Dating Dictionary: Envy of Everyone Else

If you participate in the dating world, heck, if you’re a PERSON, you can’t help but reflect on other people’s relationships. With all the technology at our fingertips today, it’s almost too easy to recount every documented experience in a relationship between two people and soak in your own envy.

You see how happy other people are and it melts your heart and disgusts you all at the same time. You think, “Why haven’t I found someone like that? I’m x,y, and z, don’t I deserve a beautiful, blossoming, growth-inducing love?” The rant could go on, comparing yourself to the people in that relationship, with lengthy ‘pros and cons’ lists of that person who has a significant other who is madly in love with him/her and how they’re somehow a vile human being and therefore don’t deserve love as much as you.

STOP. DOING. THIS. 

Being jealous of other people’s relationships sabotages a chance at your own. 

I’ll be the first one to say I’m jealous, but I’m also the first one to say how happy I am for someone. I’m never going to deny my feelings. I’ll admit my salt and also show the sweetness; because as much as I aspire to “relationship goals,” they’re hard to achieve, that’s why they’re goals. If they were easy, they wouldn’t matter so much. And honestly, it’s great that people find love at all, because love is rare as well as fleeting. Everything in this world has an end, and relationships are not exempt. It is very plausible a couple held on a pedestal will break up, with their idea of love forever tainted, and you can feel a little more smug knowing you called it from the get-go. But if you keep watching and scrutinizing love without participation, your removal from a situation can give you a big head. You think if they tried something else, they would be happy, but you have no clue about how someone might react. There are a lot of situations you can’t control like the ones you play out in your head, and with this growth in imagination, you begin to build wild expectations of your next beau-to-be. Wild expectations provide wild disappointments.
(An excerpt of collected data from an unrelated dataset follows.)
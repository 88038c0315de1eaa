//! Instruction assembly for planning and revision rounds.
//!
//! The loop only needs two interchangeable instruction pairs; their wording belongs to the
//! application. [`DefaultInstructions`] is a neutral starting point that states the
//! signal contract each round has to follow and nothing domain specific.
//!
//! Each pair is split into a *static* system block (role, tool catalog, output contract)
//! that stays byte-identical across the rounds of one kind, and a *dynamic* user block
//! with the per-session context. Providers that cache prompt prefixes can reuse the
//! system block between revision rounds.

use crate::reasoning::generator::InstructionPair;
use crate::reasoning::session::SessionParameters;
use crate::reasoning::signal::MarkerSet;

/// Builds the instruction pairs for the two round kinds.
pub trait InstructionBuilder: Send + Sync {
    /// Instructions for round 1.
    fn planning(&self, params: &SessionParameters) -> InstructionPair;

    /// Instructions for a revision round validating `previous_reasoning`.
    fn revision(&self, params: &SessionParameters, previous_reasoning: &str) -> InstructionPair;
}

/// Minimal instruction builder that only encodes the signal contract.
///
/// ```rust
/// use cloudllm_reasoning::instructions::{DefaultInstructions, InstructionBuilder};
/// use cloudllm_reasoning::SessionParameters;
///
/// let params = SessionParameters::new("tool_a: does A", "none", "do A", "Run tool_a once");
/// let builder = DefaultInstructions::new();
///
/// let planning = builder.planning(&params);
/// assert!(planning.system.contains("tool_a: does A"));
/// assert!(planning.system.contains("NEED_REVISION"));
///
/// let first = builder.revision(&params, "step 1: tool_a");
/// let second = builder.revision(&params, "step 1: tool_a, step 2: tool_a");
/// assert_eq!(first.system, second.system);
/// assert!(second.user.contains("step 2: tool_a"));
/// ```
#[derive(Debug, Clone, Default)]
pub struct DefaultInstructions {
    markers: MarkerSet,
}

impl DefaultInstructions {
    pub fn new() -> Self {
        Self::default()
    }

    /// Use custom protocol tokens in the output contract.
    pub fn with_markers(mut self, markers: MarkerSet) -> Self {
        self.markers = markers;
        self
    }

    fn revision_token(&self) -> &str {
        self.markers
            .needs_revision
            .first()
            .map(String::as_str)
            .unwrap_or("NEED_REVISION")
    }

    fn dynamic_context(&self, params: &SessionParameters) -> String {
        let mut block = String::new();
        block.push_str("### DYNAMIC CONTEXT\n");
        block.push_str("<Session File Info>\n");
        block.push_str(&params.file_summary);
        block.push_str("\n</Session File Info>\n\n");
        if let Some(memory) = &params.short_term_memory {
            block.push_str(memory);
            block.push('\n');
        }
        block.push_str("--- Inputs ---\n");
        block.push_str(&format!("User Query: {}\n", params.original_query));
        block.push_str(&format!("Expanded Task: {}\n", params.expanded_query));
        block
    }
}

impl InstructionBuilder for DefaultInstructions {
    fn planning(&self, params: &SessionParameters) -> InstructionPair {
        let system = format!(
            "You reason about which tools to use, and in which order, to fulfil the task.\n\
             Use ONLY the tools listed below.\n\n\
             ### OUTPUT CONTRACT\n\
             End your response with exactly one line: {}\n\n\
             <Available Tools With Info>\n{}\n</Available Tools With Info>\n",
            self.revision_token(),
            params.tool_catalog
        );
        InstructionPair::new(system, self.dynamic_context(params))
    }

    fn revision(&self, params: &SessionParameters, previous_reasoning: &str) -> InstructionPair {
        let system = format!(
            "You validate the previous reasoning for missing prerequisites, mismatched \
             outputs, and tools that are not listed below.\n\n\
             ### OUTPUT CONTRACT\n\
             If the reasoning is valid, explain what you checked and end with: {}.\n\
             Otherwise provide the full corrected reasoning. End with {} only if you want \
             another validation round.\n\n\
             <Available Tools With Info>\n{}\n</Available Tools With Info>\n",
            self.markers.passed_phrase,
            self.revision_token(),
            params.tool_catalog
        );
        let user = format!(
            "{}\n--- Previous Reasoning to Validate ---\n{}\n",
            self.dynamic_context(params),
            previous_reasoning
        );
        InstructionPair::new(system, user)
    }
}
“He has to be 6’3″ and buff, tan skin, will bring me flowers to work, will rub my feet, buy me makeup, drive his own car, never ask me to cook for him, yadda yadda yadda.”

I have heard people say these things about who they’d like to date, and I find it unrealistic. I’m all for standards and preferences, because if you’re going to put time into someone you should want every part of them, but you gotta have a little wiggle room. Not everyone is going to be built to your classifications. People are filled with experience and fears and aspirations and just like plants, we grow so many different directions to find our slice of sunlight. Also, a relationship is a team effort. If you want someone who’s tall, dark and sexy, and all you bring to the table is a mouth that complains and hands that cannot serve themselves, you’re fishing with no bait.

Relationships are based on compatibility. That doesn’t necessarily mean you need to enjoy the same things, but more of a matching in enthusiasm. There are going to be a lot of couples you meet where you can’t understand why they’re together, but for some reason it works. I wish I could tell you what the key to that is, but I haven’t found it myself .

What I do know is that focusing on other people’s relationships doesn’t help where you are; whether it be single, married, in an open relationship, what have you. You know what you want. If you see something that interests you, introduce it into your relationship, or try to obtain it by stepping outside of your comfort zone. Try to meet in the middle with your partner as well as yourself. Focus on what you want. be honest with yourself, and what you aspire for will gravitate towards you. The power of positive thinking is so strong and not enough people believe it.

Do you get jealous of other people? Are you someone who loves to harp on other people’s relationships? Are you in a relationship that’s constantly under a watchful gaze?